The opposition, primarily backed by the country’s centrist elites, has not been able to capitalize on the government’s excesses and abuses because of their self-imposed isolation and inability to articulate a viable alternative for Venezuela. With reforms so popular among the nation’s underclass, they have little to offer to voters. Venezuelan academic Javier Biardeau says, “the opposition has failed to make a counterproposal to be discussed with the nation, a fact that signals their total lack of interest in holding a true debate ... the terrible habit within opposition circles of characterizing the government as an ‘authoritarian democracy’ creates a grey area that cancels out the possibility of creating a constructive opposition that contributes to society.”

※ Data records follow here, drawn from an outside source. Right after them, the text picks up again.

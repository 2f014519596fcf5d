//! Submission snapshots.

use chrono::{DateTime, Utc};
use serde::{Deserialize, Serialize};
use uuid::Uuid;

use crate::field::{FieldId, FieldState, FieldValue};

/// Immutable snapshot of a form's values, captured when every check passed.
///
/// A record is either built from all fields at once or not at all.
#[derive(Debug, Clone, PartialEq, Eq, Serialize, Deserialize)]
pub struct SubmissionRecord {
    pub id: Uuid,
    pub form_id: String,
    pub values: Vec<(FieldId, FieldValue)>,
    pub consent: bool,
    pub captured_at: DateTime<Utc>,
}

impl SubmissionRecord {
    pub(crate) fn capture<'a>(
        form_id: &str,
        fields: impl IntoIterator<Item = &'a FieldState>,
        consent: bool,
    ) -> Self {
        Self {
            id: Uuid::new_v4(),
            form_id: form_id.to_string(),
            values: fields
                .into_iter()
                .map(|field| (field.id().clone(), field.value().clone()))
                .collect(),
            consent,
            captured_at: Utc::now(),
        }
    }

    /// Whether two snapshots hold the same values and consent, regardless of
    /// when they were taken.
    pub fn same_contents(&self, other: &SubmissionRecord) -> bool {
        self.form_id == other.form_id && self.values == other.values && self.consent == other.consent
    }

    /// The captured value of a field.
    pub fn value(&self, field: &str) -> Option<&FieldValue> {
        self.values
            .iter()
            .find(|(id, _)| id.as_str() == field)
            .map(|(_, value)| value)
    }
}

/// Acknowledgement returned by a backend for an accepted submission.
#[derive(Debug, Clone, PartialEq, Eq, Serialize, Deserialize)]
pub struct Receipt {
    pub submission_id: Uuid,
    pub accepted_at: DateTime<Utc>,
}

impl Receipt {
    pub fn new(record: &SubmissionRecord) -> Self {
        Self {
            submission_id: record.id,
            accepted_at: Utc::now(),
        }
    }
}
//! Field validation.
//!
//! [`check`] is the pure rule: a field declaration plus a raw value gives
//! either `Ok(())` or the kind of failure. [`validate`] attaches the
//! localized message and yields a [`Verdict`], which is what the workflow
//! stores and what the view renders.
//!
//! # Example
//!
//! ```
//! use contact_form::field::FieldSpec;
//! use contact_form::messages::Messages;
//! use contact_form::validation::validate;
//!
//! let email = FieldSpec::email("email").required();
//! let verdict = validate(&email, &"not-an-email".into(), &Messages::default());
//! assert!(!verdict.is_valid());
//! ```

mod result;
mod validator;

pub use result::{FieldError, ValidationResult, Verdict};
pub use validator::{check, is_well_formed_email, validate};
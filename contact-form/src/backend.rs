//! Submission backends.

use std::time::Duration;

use async_trait::async_trait;
use log::debug;

use crate::config::DEFAULT_SUBMISSION_DELAY;
use crate::error::SubmissionError;
use crate::record::{Receipt, SubmissionRecord};

/// Where a confirmed submission is delivered.
///
/// The controller calls `submit` exactly once per confirmed record and
/// bounds the call with the configured timeout, so implementations do not
/// need their own.
#[async_trait]
pub trait SubmissionBackend: Send + Sync {
    async fn submit(&self, record: &SubmissionRecord) -> Result<Receipt, SubmissionError>;
}

/// Stand-in for a real backend: waits a fixed delay, then accepts.
#[derive(Debug, Clone)]
pub struct SimulatedBackend {
    delay: Duration,
}

impl SimulatedBackend {
    pub fn new(delay: Duration) -> Self {
        Self { delay }
    }

    pub fn delay(&self) -> Duration {
        self.delay
    }
}

impl Default for SimulatedBackend {
    fn default() -> Self {
        Self::new(DEFAULT_SUBMISSION_DELAY)
    }
}

#[async_trait]
impl SubmissionBackend for SimulatedBackend {
    async fn submit(&self, record: &SubmissionRecord) -> Result<Receipt, SubmissionError> {
        debug!("simulating delivery of {} ({:?})", record.id, self.delay);
        tokio::time::sleep(self.delay).await;
        Ok(Receipt::new(record))
    }
}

Maduro has been a forceful advocate for Chavez’s policies, but it remains to be seen whether anyone can maintain and manage a movement built with so much passion for one man. Chavez’s announcement raises a specter of doubt as to whether he will even survive until his scheduled inauguration on January 10. The biggest obstacle to Venezuela’s future may Chavez’s consolidation of his own power — with potentially scant time to prepare a new generation of leadership, much will depend on whether voters will continue to ignore the failings of Chavez’s administration in the absence of what Reuters calls the “intense emotional connection” to its leader.
Maduro seems poised to succeed Chavez in any case; in a televised address on Saturday, the presidente said that “it is my firm opinion, my complete and irrevocable opinion, that under this scenario, you should all vote for Nicolas.”